**What you need to do**
Of the material below, the lines to be retyped are those from the line containing "the arrow itself)." through the line containing "horizontally into cells", inclusive; reproduce them exactly.

+ + + +

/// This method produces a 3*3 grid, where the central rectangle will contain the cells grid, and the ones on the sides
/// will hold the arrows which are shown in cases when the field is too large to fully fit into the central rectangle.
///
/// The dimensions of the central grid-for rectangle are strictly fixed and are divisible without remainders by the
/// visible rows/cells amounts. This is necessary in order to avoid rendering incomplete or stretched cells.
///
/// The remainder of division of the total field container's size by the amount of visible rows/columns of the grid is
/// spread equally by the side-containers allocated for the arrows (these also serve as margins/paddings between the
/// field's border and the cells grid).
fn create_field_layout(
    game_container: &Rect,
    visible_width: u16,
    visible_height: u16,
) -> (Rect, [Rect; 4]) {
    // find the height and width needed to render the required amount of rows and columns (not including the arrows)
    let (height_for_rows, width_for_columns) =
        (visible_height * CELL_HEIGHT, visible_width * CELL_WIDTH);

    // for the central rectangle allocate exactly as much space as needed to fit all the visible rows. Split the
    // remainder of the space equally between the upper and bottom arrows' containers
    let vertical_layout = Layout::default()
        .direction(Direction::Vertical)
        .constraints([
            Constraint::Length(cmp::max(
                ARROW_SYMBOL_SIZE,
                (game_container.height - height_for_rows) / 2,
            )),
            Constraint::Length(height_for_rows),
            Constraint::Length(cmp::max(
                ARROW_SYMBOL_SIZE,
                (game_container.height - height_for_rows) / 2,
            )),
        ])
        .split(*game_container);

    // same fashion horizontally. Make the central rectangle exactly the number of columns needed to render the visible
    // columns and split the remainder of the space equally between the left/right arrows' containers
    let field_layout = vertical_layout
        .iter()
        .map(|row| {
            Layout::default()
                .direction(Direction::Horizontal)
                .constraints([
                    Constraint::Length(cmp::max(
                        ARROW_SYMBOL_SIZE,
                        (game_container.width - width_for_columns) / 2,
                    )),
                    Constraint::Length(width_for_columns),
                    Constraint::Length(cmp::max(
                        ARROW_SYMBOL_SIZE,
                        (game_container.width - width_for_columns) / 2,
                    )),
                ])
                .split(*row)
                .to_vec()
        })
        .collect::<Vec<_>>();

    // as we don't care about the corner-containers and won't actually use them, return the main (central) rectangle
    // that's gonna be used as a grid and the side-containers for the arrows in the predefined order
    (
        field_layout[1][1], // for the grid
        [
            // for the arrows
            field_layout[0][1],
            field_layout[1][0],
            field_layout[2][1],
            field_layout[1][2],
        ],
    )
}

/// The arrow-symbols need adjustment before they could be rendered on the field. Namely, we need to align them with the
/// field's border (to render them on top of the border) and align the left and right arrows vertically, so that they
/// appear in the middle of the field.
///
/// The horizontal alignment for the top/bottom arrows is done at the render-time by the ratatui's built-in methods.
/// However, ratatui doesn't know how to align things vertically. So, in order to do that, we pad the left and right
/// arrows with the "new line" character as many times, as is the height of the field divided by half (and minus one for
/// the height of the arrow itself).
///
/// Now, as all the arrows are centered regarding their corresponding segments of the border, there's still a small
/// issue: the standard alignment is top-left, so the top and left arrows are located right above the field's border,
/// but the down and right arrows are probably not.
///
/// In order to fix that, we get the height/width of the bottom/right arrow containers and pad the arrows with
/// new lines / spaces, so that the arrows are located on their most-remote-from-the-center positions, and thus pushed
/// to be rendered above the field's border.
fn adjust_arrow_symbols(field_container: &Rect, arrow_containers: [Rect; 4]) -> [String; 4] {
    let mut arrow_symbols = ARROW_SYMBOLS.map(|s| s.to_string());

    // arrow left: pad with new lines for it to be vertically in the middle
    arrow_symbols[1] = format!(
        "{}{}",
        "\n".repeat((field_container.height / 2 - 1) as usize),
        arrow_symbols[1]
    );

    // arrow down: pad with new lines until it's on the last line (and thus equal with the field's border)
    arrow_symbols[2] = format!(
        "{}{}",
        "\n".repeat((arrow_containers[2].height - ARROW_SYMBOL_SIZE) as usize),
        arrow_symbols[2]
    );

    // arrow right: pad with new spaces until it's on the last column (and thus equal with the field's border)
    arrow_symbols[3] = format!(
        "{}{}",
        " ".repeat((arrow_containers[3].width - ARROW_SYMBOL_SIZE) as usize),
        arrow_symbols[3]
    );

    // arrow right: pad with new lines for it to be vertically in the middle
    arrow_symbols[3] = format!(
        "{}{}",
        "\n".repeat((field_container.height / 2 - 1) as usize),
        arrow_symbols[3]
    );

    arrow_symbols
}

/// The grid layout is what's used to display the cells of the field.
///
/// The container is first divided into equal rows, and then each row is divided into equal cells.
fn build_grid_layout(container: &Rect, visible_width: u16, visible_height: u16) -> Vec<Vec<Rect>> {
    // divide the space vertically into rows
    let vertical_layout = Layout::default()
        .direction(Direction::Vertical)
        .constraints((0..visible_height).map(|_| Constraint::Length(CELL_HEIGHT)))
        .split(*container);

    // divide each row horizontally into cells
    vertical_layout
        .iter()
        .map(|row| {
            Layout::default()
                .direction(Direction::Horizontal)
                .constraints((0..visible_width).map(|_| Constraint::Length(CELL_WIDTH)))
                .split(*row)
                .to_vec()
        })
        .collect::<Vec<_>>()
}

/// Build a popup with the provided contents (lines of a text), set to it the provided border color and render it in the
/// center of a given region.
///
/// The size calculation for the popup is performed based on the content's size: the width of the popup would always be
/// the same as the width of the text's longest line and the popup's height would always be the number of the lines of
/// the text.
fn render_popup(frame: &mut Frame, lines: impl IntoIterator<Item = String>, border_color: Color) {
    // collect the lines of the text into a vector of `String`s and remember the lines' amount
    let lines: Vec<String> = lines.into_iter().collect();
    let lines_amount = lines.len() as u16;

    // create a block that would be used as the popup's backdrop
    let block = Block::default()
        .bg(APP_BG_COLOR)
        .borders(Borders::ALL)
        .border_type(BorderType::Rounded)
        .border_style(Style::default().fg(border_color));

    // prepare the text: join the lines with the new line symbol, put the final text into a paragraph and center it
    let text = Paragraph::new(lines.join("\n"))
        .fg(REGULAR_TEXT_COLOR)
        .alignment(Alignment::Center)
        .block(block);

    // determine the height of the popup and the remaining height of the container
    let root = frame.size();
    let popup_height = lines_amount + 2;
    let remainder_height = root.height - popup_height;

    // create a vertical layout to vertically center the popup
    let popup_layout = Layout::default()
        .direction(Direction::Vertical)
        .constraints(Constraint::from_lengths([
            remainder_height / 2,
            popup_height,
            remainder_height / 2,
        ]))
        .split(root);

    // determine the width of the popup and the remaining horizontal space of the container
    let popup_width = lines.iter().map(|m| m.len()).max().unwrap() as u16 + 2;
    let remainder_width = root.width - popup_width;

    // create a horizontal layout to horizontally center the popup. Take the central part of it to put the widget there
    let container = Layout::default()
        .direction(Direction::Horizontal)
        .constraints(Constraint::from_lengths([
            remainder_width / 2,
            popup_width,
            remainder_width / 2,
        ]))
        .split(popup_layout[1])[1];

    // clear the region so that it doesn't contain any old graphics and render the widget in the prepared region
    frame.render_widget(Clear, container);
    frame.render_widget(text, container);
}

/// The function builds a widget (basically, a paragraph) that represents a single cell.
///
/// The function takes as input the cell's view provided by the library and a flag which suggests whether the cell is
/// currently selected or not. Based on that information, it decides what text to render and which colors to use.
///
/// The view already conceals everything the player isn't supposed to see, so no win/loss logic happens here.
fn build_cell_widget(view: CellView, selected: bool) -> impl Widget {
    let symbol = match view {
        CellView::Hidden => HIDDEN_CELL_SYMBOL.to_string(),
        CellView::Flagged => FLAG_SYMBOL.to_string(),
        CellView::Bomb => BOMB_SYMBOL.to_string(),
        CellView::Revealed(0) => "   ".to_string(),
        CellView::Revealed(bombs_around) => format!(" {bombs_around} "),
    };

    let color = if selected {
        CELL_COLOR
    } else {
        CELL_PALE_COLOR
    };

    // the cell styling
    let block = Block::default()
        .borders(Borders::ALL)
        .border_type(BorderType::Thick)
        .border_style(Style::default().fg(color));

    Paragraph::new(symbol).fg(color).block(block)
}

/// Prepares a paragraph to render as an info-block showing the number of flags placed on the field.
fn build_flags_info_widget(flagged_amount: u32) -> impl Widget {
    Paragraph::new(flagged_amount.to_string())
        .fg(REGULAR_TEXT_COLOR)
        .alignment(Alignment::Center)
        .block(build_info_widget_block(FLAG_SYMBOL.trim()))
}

+ + + +

**Result of the task**
/// the height of the arrow itself).
///
/// Now, as all the arrows are centered regarding their corresponding segments of the border, there's still a small
/// issue: the standard alignment is top-left, so the top and left arrows are located right above the field's border,
/// but the down and right arrows are probably not.
///
/// In order to fix that, we get the height/width of the bottom/right arrow containers and pad the arrows with
/// new lines / spaces, so that the arrows are located on their most-remote-from-the-center positions, and thus pushed
/// to be rendered above the field's border.
fn adjust_arrow_symbols(field_container: &Rect, arrow_containers: [Rect; 4]) -> [String; 4] {
    let mut arrow_symbols = ARROW_SYMBOLS.map(|s| s.to_string());

    // arrow left: pad with new lines for it to be vertically in the middle
    arrow_symbols[1] = format!(
        "{}{}",
        "\n".repeat((field_container.height / 2 - 1) as usize),
        arrow_symbols[1]
    );

    // arrow down: pad with new lines until it's on the last line (and thus equal with the field's border)
    arrow_symbols[2] = format!(
        "{}{}",
        "\n".repeat((arrow_containers[2].height - ARROW_SYMBOL_SIZE) as usize),
        arrow_symbols[2]
    );

    // arrow right: pad with new spaces until it's on the last column (and thus equal with the field's border)
    arrow_symbols[3] = format!(
        "{}{}",
        " ".repeat((arrow_containers[3].width - ARROW_SYMBOL_SIZE) as usize),
        arrow_symbols[3]
    );

    // arrow right: pad with new lines for it to be vertically in the middle
    arrow_symbols[3] = format!(
        "{}{}",
        "\n".repeat((field_container.height / 2 - 1) as usize),
        arrow_symbols[3]
    );

    arrow_symbols
}

/// The grid layout is what's used to display the cells of the field.
///
/// The container is first divided into equal rows, and then each row is divided into equal cells.
fn build_grid_layout(container: &Rect, visible_width: u16, visible_height: u16) -> Vec<Vec<Rect>> {
    // divide the space vertically into rows
    let vertical_layout = Layout::default()
        .direction(Direction::Vertical)
        .constraints((0..visible_height).map(|_| Constraint::Length(CELL_HEIGHT)))
        .split(*container);

    // divide each row horizontally into cells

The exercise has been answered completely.